The incubation period of the disease is up to 21 days. The initial mass transition probably occurred between 7 and 12 May, coinciding with the huge party at Maspalomas, which was attended by about 80,000 people, mainly young men. Had there been a bigger party with more women, perhaps cases would have come to the fore among women too. It is not a sexually transmitted disease nor is it related to homosexuality. The virus is also spread by close contact with wounds, with oral, vaginal or anal mucosa, and by the respiratory tract. I believe second-generation infections will start to occur, not only in male adults. Actually, there is already a case of a positive child in the UK.
Is there any risk that the situation will spiral out of control?
The disease is identified, there is a health alert, the population knows the symptoms and health workers know how to act. We have the diagnostic tools and we know that the smallpox vaccine protects against disease, so it can be used. I believe the situation can be controlled as soon as all the cases came to light when we had no idea what was happening. The main risk would be if the virus manages to find a reservoir in Europe. It is essential to control that domesticated animals and above all, wild animals do not become infected.

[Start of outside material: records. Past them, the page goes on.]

//! # berth-image
//!
//! Image acquisition for the berth runtime.
//!
//! Handles:
//! - **Fetch**: `file://` and `http(s)://` references, each yielding one
//!   readable layer; other schemes are rejected.
//! - **Pullers**: the contract remote backends implement.
//! - **Layers**: unpacking a plain or gzip-compressed tar stream into a
//!   container root filesystem.

#![cfg_attr(test, allow(clippy::expect_used, clippy::unwrap_used))]

pub mod fetch;
pub mod layer;
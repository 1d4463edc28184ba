//! User namespace id mappings.

use berth_common::error::{BerthError, Result};

/// Writes an identity UID/GID mapping for the user namespace of `pid`.
///
/// The container's root maps to the host's root, so a user namespace only
/// separates capabilities, not ownership. `setgroups` is denied first, as
/// the kernel requires for unprivileged writers of `gid_map`.
///
/// # Errors
///
/// Returns an error if writing to `/proc/<pid>/uid_map`,
/// `/proc/<pid>/gid_map`, or `/proc/<pid>/setgroups` fails.
pub fn write_identity_map(pid: u32) -> Result<()> {
    let map = format!("0 0 {}", u32::MAX);

    let setgroups_path = format!("/proc/{pid}/setgroups");
    if std::path::Path::new(&setgroups_path).exists() {
        std::fs::write(&setgroups_path, "deny").map_err(|e| BerthError::io(&setgroups_path, e))?;
    }

    for file in ["uid_map", "gid_map"] {
        let path = format!("/proc/{pid}/{file}");
        std::fs::write(&path, &map).map_err(|e| BerthError::io(&path, e))?;
    }

    tracing::debug!(pid, "wrote identity uid/gid map");
    Ok(())
}
/// Forks the first process of the new PID namespace.
fn spawn_pid_holder() -> Result<Pid> {
    // SAFETY: init is single threaded. The child only calls prctl and pause.
    match unsafe { nix::unistd::fork() } {
        Ok(ForkResult::Parent { child }) => {
            tracing::debug!(pid = child.as_raw(), "pid namespace holder started");
            Ok(child)
        }
        Ok(ForkResult::Child) => {
            let _ = nix::sys::prctl::set_pdeathsig(Signal::SIGKILL);
            loop {
                nix::unistd::pause();
            }
        }
        Err(e) => Err(BerthError::io("fork", e.into())),
    }
}

#[cfg(test)]
mod tests {
    use super::*;

    fn rootfs_with_databases() -> tempfile::TempDir {
        let dir = tempfile::tempdir().expect("tempdir");
        std::fs::create_dir_all(dir.path().join("etc")).expect("etc");
        std::fs::write(
            dir.path().join("etc/passwd"),
            "root:x:0:0:root:/root:/bin/sh\nworker:x:1000:1001::/srv:/bin/sh\n",
        )
        .expect("passwd");
        std::fs::write(dir.path().join("etc/group"), "root:x:0:\nstaff:x:50:worker\n")
            .expect("group");
        dir
    }

    #[test]
    fn resolve_ids_defaults_to_root() {
        let (uid, gid) = resolve_ids(Path::new("/nonexistent"), "", "").expect("resolve");
        assert_eq!((uid.as_raw(), gid.as_raw()), (0, 0));
    }

    #[test]
    fn resolve_ids_accepts_numbers_without_databases() {
        let (uid, gid) = resolve_ids(Path::new("/nonexistent"), "42", "7").expect("resolve");
        assert_eq!((uid.as_raw(), gid.as_raw()), (42, 7));
    }

    #[test]
    fn resolve_ids_reads_rootfs_databases() {
        let rootfs = rootfs_with_databases();
        let (uid, gid) = resolve_ids(rootfs.path(), "worker", "").expect("resolve");
        assert_eq!((uid.as_raw(), gid.as_raw()), (1000, 1001));

        let (_, gid) = resolve_ids(rootfs.path(), "worker", "staff").expect("resolve");
        assert_eq!(gid.as_raw(), 50);
    }

    #[test]
    fn resolve_ids_reports_unknown_names() {
        let rootfs = rootfs_with_databases();
        assert!(matches!(
            resolve_ids(rootfs.path(), "nobody", ""),
            Err(BerthError::NotFound { kind: "user", .. })
        ));
        assert!(matches!(
            resolve_ids(rootfs.path(), "", "wheel"),
            Err(BerthError::NotFound { kind: "group", .. })
        ));
    }

    #[test]
    fn factory_rejects_invalid_ids() {
        let dir = tempfile::tempdir().expect("tempdir");
        let factory = LinuxFactory::new(dir.path()).expect("factory");
        assert!(matches!(
            factory.load("../escape"),
            Err(BerthError::InvalidName { .. })
        ));
    }

    #[test]
    fn load_without_context_is_not_found() {
        let dir = tempfile::tempdir().expect("tempdir");
        let factory = LinuxFactory::new(dir.path()).expect("factory");
        assert!(matches!(
            factory.load("missing"),
            Err(BerthError::NotFound { .. })
        ));
    }

    #[test]
    fn prepare_without_namespaces_follows_handshake() {
        let mut input = io::Cursor::new(b"continue\n".to_vec());
        let mut output = Vec::new();
        let holder = prepare(&NamespaceSet::from_kinds([]), None, &mut input, &mut output)
            .expect("prepare");
        assert!(holder.is_none());
        assert_eq!(output, b"unshared\n");
    }

    #[test]
    fn prepare_fails_when_host_aborts() {
        let mut input = io::Cursor::new(Vec::new());
        let mut output = Vec::new();
        assert!(prepare(&NamespaceSet::from_kinds([]), None, &mut input, &mut output).is_err());
    }
}
//! Bind mounts for container filesystem assembly.

use std::path::{Component, Path, PathBuf};

use berth_common::error::{BerthError, Result};
use nix::mount::MsFlags;
use serde::{Deserialize, Serialize};

/// Flags carried by a [`MountDescriptor`].
#[derive(Debug, Clone, Copy, Default, PartialEq, Eq, Serialize, Deserialize)]
pub struct MountFlags {
    /// Bind the source onto the destination.
    pub bind: bool,
    /// Also bind submounts of the source.
    pub recursive: bool,
    /// Make the mount read-only.
    pub read_only: bool,
}

impl MountFlags {
    /// Flags for the initial `mount(2)` call.
    #[must_use]
    pub fn ms_flags(self) -> MsFlags {
        let mut flags = MsFlags::empty();
        if self.bind {
            flags |= MsFlags::MS_BIND;
        }
        if self.recursive {
            flags |= MsFlags::MS_REC;
        }
        flags
    }
}

/// A host path to be mounted at a destination inside the container.
#[derive(Debug, Clone, PartialEq, Eq, Serialize, Deserialize)]
pub struct MountDescriptor {
    /// Source path on the host.
    pub source: PathBuf,
    /// Absolute destination path inside the container.
    pub destination: PathBuf,
    /// Backing device type. Always `bind` for volumes.
    pub device: String,
    /// Mount flags.
    pub flags: MountFlags,
}

impl MountDescriptor {
    /// Creates a bind mount descriptor.
    pub fn bind(
        source: impl Into<PathBuf>,
        destination: impl Into<PathBuf>,
        read_only: bool,
    ) -> Self {
        Self {
            source: source.into(),
            destination: destination.into(),
            device: "bind".into(),
            flags: MountFlags {
                bind: true,
                recursive: false,
                read_only,
            },
        }
    }

    /// Returns the mount target on the host for a container rooted at `rootfs`.
    ///
    /// # Errors
    ///
    /// Returns [`BerthError::PathEscape`] if the destination contains `..`
    /// components.
    pub fn target_in(&self, rootfs: &Path) -> Result<PathBuf> {
        let mut target = rootfs.to_path_buf();
        for component in self.destination.components() {
            match component {
                Component::Normal(part) => target.push(part),
                Component::RootDir | Component::CurDir => {}
                Component::ParentDir | Component::Prefix(_) => {
                    return Err(BerthError::PathEscape {
                        source_path: self.destination.display().to_string(),
                    });
                }
            }
        }
        Ok(target)
    }
}

/// Marks every mount in the calling mount namespace as private, so that
/// mounts made afterwards do not propagate back to the host.
///
/// # Errors
///
/// Returns an error if the `mount(2)` syscall fails.
pub fn make_private_root() -> Result<()> {
    nix::mount::mount(
        None::<&str>,
        "/",
        None::<&str>,
        MsFlags::MS_REC | MsFlags::MS_PRIVATE,
        None::<&str>,
    )
    .map_err(|e| mount_error("/", e))?;
    tracing::debug!("root mount propagation set to private");
    Ok(())
}

/// Applies a mount descriptor inside `rootfs`.
///
/// Creates the target directory if needed. Read-only bind mounts need a
/// second remount, since `MS_RDONLY` is ignored on the initial bind.
///
/// # Errors
///
/// Returns an error if the target cannot be created or a `mount(2)` call fails.
pub fn apply(rootfs: &Path, descriptor: &MountDescriptor) -> Result<()> {
    let target = descriptor.target_in(rootfs)?;
    std::fs::create_dir_all(&target).map_err(|e| BerthError::io(&target, e))?;

    let device = (descriptor.device != "bind").then_some(descriptor.device.as_str());
    nix::mount::mount(
        Some(descriptor.source.as_path()),
        &target,
        device,
        descriptor.flags.ms_flags(),
        None::<&str>,
    )
    .map_err(|e| mount_error(&target, e))?;

    if descriptor.flags.read_only {
        nix::mount::mount(
            None::<&str>,
            &target,
            None::<&str>,
            descriptor.flags.ms_flags() | MsFlags::MS_REMOUNT | MsFlags::MS_RDONLY,
            None::<&str>,
        )
        .map_err(|e| mount_error(&target, e))?;
    }

    tracing::debug!(
        source = %descriptor.source.display(),
        target = %target.display(),
        read_only = descriptor.flags.read_only,
        "bind mount applied"
    );
    Ok(())
}

fn mount_error(target: impl AsRef<Path>, errno: nix::errno::Errno) -> BerthError {
    BerthError::io(target.as_ref(), errno.into())
}

#[cfg(test)]
mod tests {
    use super::*;

    #[test]
    fn bind_descriptor_sets_flags() {
        let m = MountDescriptor::bind("/srv/data", "/volumes/data", true);
        assert_eq!(m.device, "bind");
        assert!(m.flags.bind);
        assert!(m.flags.read_only);
        assert_eq!(m.flags.ms_flags(), MsFlags::MS_BIND);
    }

    #[test]
    fn target_in_joins_below_rootfs() {
        let m = MountDescriptor::bind("/srv/data", "/volumes/data", false);
        let target = m.target_in(Path::new("/containers/c1/rootfs")).expect("target");
        assert_eq!(target, PathBuf::from("/containers/c1/rootfs/volumes/data"));
    }

    #[test]
    fn target_in_rejects_parent_components() {
        let m = MountDescriptor::bind("/srv/data", "/volumes/../../etc", false);
        assert!(matches!(
            m.target_in(Path::new("/containers/c1/rootfs")),
            Err(BerthError::PathEscape { .. })
        ));
    }
}
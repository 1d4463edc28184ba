//! The container runtime primitive.
//!
//! A [`Factory`] is bound to a root directory and creates or reloads
//! container contexts. A context is held by an init process that owns the
//! container's namespaces; processes are started inside it on demand.
//!
//! The stager only talks to these traits, so the kernel-facing
//! implementation ([`LinuxFactory`]) can be swapped for a test double.

pub mod linux;

use std::fs::File;
use std::os::unix::process::ExitStatusExt;
use std::path::PathBuf;
use std::process::{Child, ExitStatus, Stdio};

use berth_common::error::{BerthError, Result};

use crate::filesystem::MountDescriptor;
use crate::namespace::NamespaceSet;

pub use linux::{LinuxFactory, start_initialization};

/// Settings for a new container context.
#[derive(Debug, Clone, PartialEq, Eq)]
pub struct ContainerConfig {
    /// Root filesystem processes are confined to.
    pub rootfs: PathBuf,
    /// Namespaces the context creates.
    pub namespaces: NamespaceSet,
    /// Hostname set when a UTS namespace is created.
    pub hostname: Option<String>,
}

/// A process to start inside a container context.
#[derive(Debug)]
pub struct ProcessSpec {
    /// Working directory inside the container. Empty means `/`.
    pub cwd: String,
    /// User name or numeric uid. Empty means root.
    pub user: String,
    /// Group name or numeric gid. Empty means the user's primary group.
    pub group: String,
    /// Argument vector; the first entry is the program.
    pub args: Vec<String>,
    /// Environment as `NAME=value` entries.
    pub env: Vec<String>,
    /// Standard input binding.
    pub stdin: Stdio,
    /// Standard output binding.
    pub stdout: Stdio,
    /// Standard error binding.
    pub stderr: Stdio,
    /// Allocate a pseudo-terminal instead of using the stdio bindings.
    pub tty: bool,
}

impl ProcessSpec {
    /// A process running `args` as root in `/`, inheriting stdio.
    #[must_use]
    pub fn new(args: Vec<String>) -> Self {
        Self {
            cwd: "/".into(),
            user: String::new(),
            group: String::new(),
            args,
            env: Vec::new(),
            stdin: Stdio::inherit(),
            stdout: Stdio::inherit(),
            stderr: Stdio::inherit(),
            tty: false,
        }
    }
}

/// A process started by [`PrimitiveContainer::start`].
#[derive(Debug)]
pub struct ProcessHandle {
    child: Child,
    console: Option<File>,
}

impl ProcessHandle {
    /// Wraps a spawned child and, for tty processes, the console master.
    #[must_use]
    pub const fn new(child: Child, console: Option<File>) -> Self {
        Self { child, console }
    }

    /// Host PID of the process.
    #[must_use]
    pub fn pid(&self) -> u32 {
        self.child.id()
    }

    /// Takes the pseudo-terminal master, if one was allocated.
    pub const fn take_console(&mut self) -> Option<File> {
        self.console.take()
    }

    /// Waits for the process to exit and returns its exit code.
    ///
    /// # Errors
    ///
    /// Returns an error if waiting on the child fails.
    pub fn wait(&mut self) -> Result<i32> {
        let status = self.child.wait().map_err(|e| BerthError::Io {
            path: format!("pid {}", self.child.id()).into(),
            source: e,
        })?;
        Ok(exit_code(status))
    }
}

/// Extracts a numeric exit code, mapping death by signal to `128 + signo`.
#[must_use]
pub fn exit_code(status: ExitStatus) -> i32 {
    status
        .code()
        .or_else(|| status.signal().map(|s| 128 + s))
        .unwrap_or(1)
}

/// Creates and reloads container contexts under a root directory.
pub trait Factory: Send + Sync {
    /// Creates the context `id` by launching its init process.
    ///
    /// # Errors
    ///
    /// Returns an error if the init process cannot be started.
    fn create(&self, id: &str, config: &ContainerConfig) -> Result<Box<dyn PrimitiveContainer>>;

    /// Loads a context previously created by [`Factory::create`].
    ///
    /// # Errors
    ///
    /// Returns [`BerthError::NotFound`] if no live context exists.
    fn load(&self, id: &str) -> Result<Box<dyn PrimitiveContainer>>;
}

/// A live container context.
pub trait PrimitiveContainer: Send {
    /// Context identifier.
    fn id(&self) -> &str;

    /// Applies mounts inside the context's mount namespace.
    ///
    /// # Errors
    ///
    /// Returns an error if any mount fails.
    fn apply_mounts(&mut self, mounts: &[MountDescriptor]) -> Result<()>;

    /// Starts a process inside the context.
    ///
    /// # Errors
    ///
    /// Returns an error if the process cannot be started.
    fn start(&self, process: ProcessSpec) -> Result<ProcessHandle>;

    /// Stops the init process and removes the persisted context.
    ///
    /// # Errors
    ///
    /// Returns an error if the context directory cannot be removed.
    fn destroy(&mut self) -> Result<()>;
}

Which animals are susceptible?
There is still no absolute certainty which species are receptive to the virus. In principle, all mammals are susceptible to infection, so the indication is isolation of potential infections until it is determined whether infection is present. There is no need to panic, but precautions must be taken to contain the pathogen, which is able to survive very well in the environment. The main risk is that it manages to reach a wild species and find a reservoir there.
SARS, Bird Flu, Monkey Pox… Why are we dealing with so many emerging viruses now?
We are giving them all facilities to reach the humans in the world and we are going to face these emerging pathogens fast. There are two factors in favor of their arrival: globalization and the increasingly common invasion of the area by wild species. In the world we live in, it is possible to be on the other side of the world in six hours. The movements have a very high tempo and move a large number of people. If we add to this that the need to hunt for food is infiltrating more and more wild areas and we come into contact with wild animals, there is a favorable environment for the emerging virus. We don’t know who will be next, but I know there will be others.
Have we learned a lesson from the pandemic and are we better prepared to face this type of emergency?
Some countries have done so. As I mentioned earlier, Portugal sequenced the DNA of the identified monkeypox virus in less than 24 hours. When they already had all the details, in Spain we were still waiting for the confirmation of the suspected cases. Our reaction system is slow. Lack of coordination and clear leadership. Kovid is an example. More than two years later, each autonomous community continues to deliver data in a different way. There is a lack of planning and coordination in Spain, but also at the European level.
What contribution can the veterinary world contribute if left aside?
The proposed model for 15 years is a ‘one health’ concept that combines human, animal and planetary health. Many infectious diseases in humans have disappeared thanks to the efforts of veterinarians. 60% of diseases in humans are caused by animals, these are zoonoses. Decades ago people mostly died of infectious diseases. Control of diseases such as rabies, brucellosis or cholera means that, at least in the developed world, infectious diseases have begun to cause fewer deaths than problems such as cancer or cardiovascular disorders. This is proof that the different sectors involved in global health have to go hand in hand.